Patients prescribed nicotine gum should receive a 4 mg if they smoke more than 25 cigs a day. They should chew one piece every 1-2 hours for six weeks, moving to one piece every 2-4 hours for weeks 7-9, then one piece every 4-8 hours in weeks 10-12. Mullins said that patients should be reminded not to chew nicotine like regular gum; they should chew it briefly and then hold it in their cheek or gum. Nicotine gum should not be taken within 15 minutes of eating or drinking. The nicotine lozenge has a similar dosing schedule as nicotine gum. Patients should be cautioned to rotate lozenge placement in their mouth and to never chew or swallow this medication.

The starting dose for buproprion SR is 150 mg daily for three days, then twice per day for 7-12 weeks. Mullins said that patients and physicians should plan a smoking quit date 1-2 weeks after start of therapy with buproprion. The starting dose for varenicline is 0.5 mg daily for 1-3 days, then twice daily for 1-4 days, increasing to 1 mg twice daily until a quit date. This medication is contraindicated in patients with a history of depression (buproprion and nicotine replacement products are better choices for these patients).

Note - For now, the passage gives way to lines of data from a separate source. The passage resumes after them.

//! End-to-end runs through the standard workflow with stub providers.

mod common;

use docsmith::model::{AgentName, Severity};
use docsmith::reducers::ReducerRegistry;
use docsmith::report::COMMENT_MARKER;
use docsmith::runtime::{Driver, DriverError, Settings, standard_workflow};
use docsmith::state::RunInput;

use common::{StubHost, StubInventory, StubModel};

fn driver(
    host: std::sync::Arc<StubHost>,
    inventory: std::sync::Arc<StubInventory>,
    model: std::sync::Arc<StubModel>,
    settings: &Settings,
) -> Driver {
    let workflow = standard_workflow(host, inventory, model, settings)
        .expect("standard workflow compiles");
    Driver::new(workflow, ReducerRegistry::default())
}

#[tokio::test]
async fn happy_path_publishes_a_marked_report() {
    let host = StubHost::new();
    let model = StubModel::passing(
        vec![common::finding("Export endpoint undocumented", Severity::High)],
        vec![AgentName::TechnicalWriter],
    );
    let driver = driver(
        host.clone(),
        StubInventory::documented(),
        model.clone(),
        &Settings::default(),
    );

    let state = driver.run(RunInput::new("acme/widgets#42")).await.unwrap();

    assert!(state.validation_passed);
    assert_eq!(model.audits(), 1);
    assert_eq!(state.findings.len(), 1);
    assert_eq!(state.agent_outputs.len(), 1);
    assert!(state.errors.is_empty());

    let report = state.report.as_deref().unwrap();
    assert!(report.contains("Export endpoint undocumented"));

    let published = host.published.lock().unwrap();
    assert_eq!(published.len(), 1);
    assert_eq!(published[0].1, COMMENT_MARKER);
    assert_eq!(published[0].2, report);
    assert!(state.published_location.as_deref().unwrap().contains("comment-1"));
}

#[tokio::test]
async fn agents_run_in_priority_order() {
    let model = StubModel::passing(
        vec![common::finding("Pipeline needs explaining", Severity::Medium)],
        vec![AgentName::DiagramArchitect, AgentName::TechnicalWriter],
    );
    let driver = driver(
        StubHost::new(),
        StubInventory::documented(),
        model,
        &Settings::default(),
    );

    let state = driver.run(RunInput::new("acme/widgets#42")).await.unwrap();

    let order: Vec<AgentName> = state.agent_outputs.iter().map(|o| o.agent).collect();
    assert_eq!(order, vec![AgentName::TechnicalWriter, AgentName::DiagramArchitect]);
    assert!(state.agent_outputs[1].diagram.is_some());
}

#[tokio::test]
async fn disabled_diagrams_skip_the_architect() {
    let model = StubModel::passing(
        vec![common::finding("Pipeline needs explaining", Severity::Medium)],
        vec![AgentName::TechnicalWriter, AgentName::DiagramArchitect],
    );
    let driver = driver(
        StubHost::new(),
        StubInventory::documented(),
        model,
        &Settings::default(),
    );

    let input = RunInput::new("acme/widgets#42").enable_diagrams(false);
    let state = driver.run(input).await.unwrap();

    let order: Vec<AgentName> = state.agent_outputs.iter().map(|o| o.agent).collect();
    assert_eq!(order, vec![AgentName::TechnicalWriter]);
}

#[tokio::test]
async fn rejected_validation_retries_to_the_ceiling() {
    let model = StubModel::rejecting(vec![common::finding(
        "Config keys undescribed",
        Severity::Medium,
    )]);
    let settings = Settings::default().with_max_retries(2);
    let driver = driver(StubHost::new(), StubInventory::documented(), model.clone(), &settings);

    let state = driver.run(RunInput::new("acme/widgets#42")).await.unwrap();

    // ceiling of 2 retries allows 3 analysis passes in total
    assert_eq!(model.audits(), 3);
    assert_eq!(model.reviews(), 3);
    assert_eq!(state.retry_count, 3);
    assert!(!state.validation_passed);

    // the run still finishes and the report owns up to it
    let report = state.report.as_deref().unwrap();
    assert!(report.contains("Validation did not pass after 3"));
}

#[tokio::test]
async fn unparseable_change_ref_degrades_but_completes() {
    let host = StubHost::new();
    let model = StubModel::passing(Vec::new(), Vec::new());
    let driver = driver(
        host.clone(),
        StubInventory::documented(),
        model.clone(),
        &Settings::default(),
    );

    let state = driver.run(RunInput::new("definitely not a change ref")).await.unwrap();

    assert!(state.change_metadata.is_none());
    // the scan is skipped on degraded runs, and analysis has nothing to audit
    assert!(state.documentation_status.is_none());
    assert_eq!(model.audits(), 0);
    assert!(state.report.is_some());
    // the input error plus the publish failure for want of metadata
    assert!(state.errors.len() >= 2);
    assert_eq!(host.publish_count(), 0);
    assert!(state.published_location.is_none());
}

#[tokio::test]
async fn host_failure_degrades_but_completes() {
    let host = StubHost::failing();
    let driver = driver(
        host.clone(),
        StubInventory::documented(),
        StubModel::passing(Vec::new(), Vec::new()),
        &Settings::default(),
    );

    let state = driver.run(RunInput::new("acme/widgets#42")).await.unwrap();

    assert!(state.change_metadata.is_none());
    assert!(!state.errors.is_empty());
    assert_eq!(host.publish_count(), 0);
}

#[tokio::test]
async fn skip_side_effects_renders_without_publishing() {
    let host = StubHost::new();
    let driver = driver(
        host.clone(),
        StubInventory::documented(),
        StubModel::passing(
            vec![common::finding("Readme misses the new flag", Severity::Low)],
            Vec::new(),
        ),
        &Settings::default(),
    );

    let input = RunInput::new("acme/widgets#42").skip_side_effects(true);
    let state = driver.run(input).await.unwrap();

    assert!(state.report.is_some());
    assert_eq!(host.publish_count(), 0);
    assert!(state.published_location.is_none());
    assert!(state.errors.is_empty());
}

#[tokio::test]
async fn exhausted_step_budget_aborts() {
    let workflow = standard_workflow(
        StubHost::new(),
        StubInventory::documented(),
        StubModel::passing(Vec::new(), Vec::new()),
        &Settings::default(),
    )
    .unwrap();
    let driver = Driver::new(workflow, ReducerRegistry::default()).with_step_budget(2);

    let result = driver.run(RunInput::new("acme/widgets#42")).await;
    assert!(matches!(result, Err(DriverError::StepBudgetExhausted { budget: 2 })));
}
//! The specialized sub-task steps: technical writer, diagram architect,
//! correction.
//!
//! Each runs at most once per run; the chain router reads the agent-outputs
//! channel to know who already ran. For that reason every path through these
//! steps, including provider failure, appends an [`AgentOutput`] record.

use std::sync::Arc;

use async_trait::async_trait;
use tracing::{info, instrument, warn};

use crate::channels::RunError;
use crate::mermaid;
use crate::model::{AgentName, AgentOutput, ChangeMetadata};
use crate::providers::{CorrectionRequest, DiagramRequest, DocModel, WriterRequest};
use crate::state::StateSnapshot;
use crate::step::{Step, StepContext, StepError, StepPartial};

use super::analysis::admit_findings;

fn failure_output(agent: AgentName, error: &crate::providers::ProviderError) -> AgentOutput {
    AgentOutput {
        agent,
        summary: format!("{agent} failed: {error}"),
        suggested_content: None,
        diagram: None,
    }
}

fn failure_partial(
    agent: AgentName,
    error: crate::providers::ProviderError,
) -> StepPartial {
    warn!(agent = %agent, error = %error, "sub-task failed");
    let mut partial = StepPartial::new()
        .with_error(RunError::step(agent.step(), format!("{agent} failed: {error}")));
    partial.agent_outputs = Some(vec![failure_output(agent, &error)]);
    partial
}

fn require_metadata(snapshot: &StateSnapshot, agent: AgentName) -> Result<ChangeMetadata, StepPartial> {
    match snapshot.change_metadata.clone() {
        Some(metadata) => Ok(metadata),
        None => {
            warn!(agent = %agent, "no change metadata, skipping sub-task");
            let mut partial = StepPartial::new().with_error(RunError::step(
                agent.step(),
                format!("no change metadata available for {agent}"),
            ));
            partial.agent_outputs = Some(vec![AgentOutput {
                agent,
                summary: format!("{agent} skipped: no change metadata"),
                suggested_content: None,
                diagram: None,
            }]);
            Err(partial)
        }
    }
}

/// Drafts documentation for findings the audit marked as missing.
pub struct TechnicalWriterStep {
    model: Arc<dyn DocModel>,
}

impl TechnicalWriterStep {
    #[must_use]
    pub fn new(model: Arc<dyn DocModel>) -> Self {
        TechnicalWriterStep { model }
    }
}

#[async_trait]
impl Step for TechnicalWriterStep {
    #[instrument(skip_all)]
    async fn run(
        &self,
        snapshot: StateSnapshot,
        _ctx: StepContext,
    ) -> Result<StepPartial, StepError> {
        let agent = AgentName::TechnicalWriter;
        let metadata = match require_metadata(&snapshot, agent) {
            Ok(metadata) => metadata,
            Err(partial) => return Ok(partial),
        };

        let request = WriterRequest {
            metadata,
            changes: snapshot.change_list.clone(),
            documentation: snapshot.documentation_files.clone(),
            findings: snapshot.findings.clone(),
            repo_structure: snapshot.repo_structure.clone(),
        };

        match self.model.write_documentation(request).await {
            Ok(outcome) => {
                info!(findings = outcome.findings.len(), "technical writer complete");
                let mut errors = Vec::new();
                let findings = admit_findings(agent.step(), outcome.findings, &mut errors);
                let mut partial = StepPartial::new().with_findings(findings);
                partial.agent_outputs = Some(vec![AgentOutput {
                    agent,
                    summary: outcome
                        .style_notes
                        .unwrap_or_else(|| "drafted documentation".to_string()),
                    suggested_content: Some(outcome.new_documentation),
                    diagram: None,
                }]);
                if !errors.is_empty() {
                    partial.errors = Some(errors);
                }
                Ok(partial)
            }
            Err(provider_error) => Ok(failure_partial(agent, provider_error)),
        }
    }
}

/// Drafts an architecture diagram, sanitizing the model's output before it
/// is admitted into state.
pub struct DiagramArchitectStep {
    model: Arc<dyn DocModel>,
}

impl DiagramArchitectStep {
    #[must_use]
    pub fn new(model: Arc<dyn DocModel>) -> Self {
        DiagramArchitectStep { model }
    }
}

#[async_trait]
impl Step for DiagramArchitectStep {
    #[instrument(skip_all)]
    async fn run(
        &self,
        snapshot: StateSnapshot,
        _ctx: StepContext,
    ) -> Result<StepPartial, StepError> {
        let agent = AgentName::DiagramArchitect;
        let metadata = match require_metadata(&snapshot, agent) {
            Ok(metadata) => metadata,
            Err(partial) => return Ok(partial),
        };

        let request = DiagramRequest {
            metadata,
            changes: snapshot.change_list.clone(),
            source_files: snapshot.source_files.clone(),
            findings: snapshot.findings.clone(),
        };

        match self.model.draft_diagram(request).await {
            Ok(outcome) => {
                let raw = mermaid::extract_diagram_code(&outcome.diagram_code)
                    .unwrap_or(outcome.diagram_code);
                let sanitized = mermaid::validate_and_sanitize(&raw);

                let mut partial = StepPartial::new();
                let mut errors = Vec::new();
                let mut output = AgentOutput {
                    agent,
                    summary: outcome.description,
                    suggested_content: None,
                    diagram: None,
                };

                if sanitized.is_valid() {
                    info!("diagram drafted and sanitized");
                    let finding = outcome.finding.with_diagram(sanitized.code.clone());
                    let findings = admit_findings(agent.step(), vec![finding], &mut errors);
                    output.diagram = Some(sanitized.code);
                    partial.findings = Some(findings);
                } else {
                    let issue = sanitized
                        .issue
                        .map(|i| i.to_string())
                        .unwrap_or_else(|| "unknown issue".to_string());
                    warn!(%issue, "diagram unusable after sanitizing");
                    errors.push(RunError::step(
                        agent.step(),
                        format!("discarded invalid diagram: {issue}"),
                    ));
                }

                partial.agent_outputs = Some(vec![output]);
                if !errors.is_empty() {
                    partial.errors = Some(errors);
                }
                Ok(partial)
            }
            Err(provider_error) => Ok(failure_partial(agent, provider_error)),
        }
    }
}

/// Drafts corrections for documentation the audit flagged as outdated.
pub struct CorrectionStep {
    model: Arc<dyn DocModel>,
}

impl CorrectionStep {
    #[must_use]
    pub fn new(model: Arc<dyn DocModel>) -> Self {
        CorrectionStep { model }
    }
}

#[async_trait]
impl Step for CorrectionStep {
    #[instrument(skip_all)]
    async fn run(
        &self,
        snapshot: StateSnapshot,
        _ctx: StepContext,
    ) -> Result<StepPartial, StepError> {
        let agent = AgentName::Correction;
        let metadata = match require_metadata(&snapshot, agent) {
            Ok(metadata) => metadata,
            Err(partial) => return Ok(partial),
        };

        let request = CorrectionRequest {
            metadata,
            changes: snapshot.change_list.clone(),
            documentation: snapshot.documentation_files.clone(),
            findings: snapshot.findings.clone(),
        };

        match self.model.correct_documentation(request).await {
            Ok(outcome) => {
                info!(corrections = outcome.corrections.len(), "correction complete");
                let mut errors = Vec::new();
                let findings = admit_findings(agent.step(), outcome.corrections, &mut errors);
                let mut partial = StepPartial::new().with_findings(findings);
                partial.agent_outputs = Some(vec![AgentOutput {
                    agent,
                    summary: "drafted corrections for outdated documentation".to_string(),
                    suggested_content: Some(outcome.suggested_updates),
                    diagram: None,
                }]);
                if !errors.is_empty() {
                    partial.errors = Some(errors);
                }
                Ok(partial)
            }
            Err(provider_error) => Ok(failure_partial(agent, provider_error)),
        }
    }
}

Patients with mental illness who are attempting to quit smoking will likely require medications, although patients with bipolar disorder or eating disorders shouldn’t receive buproprion. Mullins reminded the audience that these interventions are for heavy smokers and that medications have not been shown to be beneficial for light smokers (people who smoke fewer than 10 cigarettes per day). Nicotine replacement products are safe and effective in adolescent smokers, but there is little evidence that medications are beneficial.

Mullins said that long-term pharmacotherapy “is helpful with smokers with persistent withdrawal symptoms,” and that there do not appear to be any health risks associated with long-term use of nicotine replacement therapy. Combination therapy with a nicotine patch and nicotine gum or nasal spray increases long-term abstinence; combination patch/inhaler therapy is also effective. Studies have shown that therapy with a nicotine patch and buproprion is more effective than treatment with the patch alone. Mullins said that combining varenicline with nicotine replacement therapy is not recommended.

Counseling is the other key smoking-cessation intervention that physicians can use with patients who want to stop smoking. Mullins said that tobacco-cessation counseling is supported by the highest level of evidence in the guidelines and “is effective in improving tobacco quit rates among adults and adolescents.” She also noted that “the combination of counseling and medication is more effective for smoking cessation than either medication or counseling alone.”

The key to effective smoking-cessation counseling is the use of motivational interviewing, which uses empathy, reflective listening, and open-ended questions to encourage the patient to give voice to his or her reasons for wanting to quit smoking. During counseling, the physician can discuss why quitting is important to the patient, outline the risks associated with continuing smoking and the financial and health-related rewards of quitting, and the roadblocks and barriers to quitting that are specific to the patient. The important thing is to repeat the messages during future office visits; Mullins advised physicians to “think of tobacco use as a chronic disease” that requires consistent and repeated intervention.

Smoking cessation counseling should support self-efficacy in patients by helping them identify and build on past successes and offering the patient options for achievable small steps toward change. Counseling should teach patients practical problem-solving skills, help them identify “danger situations” that prompt them to smoke, and suggest coping skills to use with danger situations and how to avoid temptation.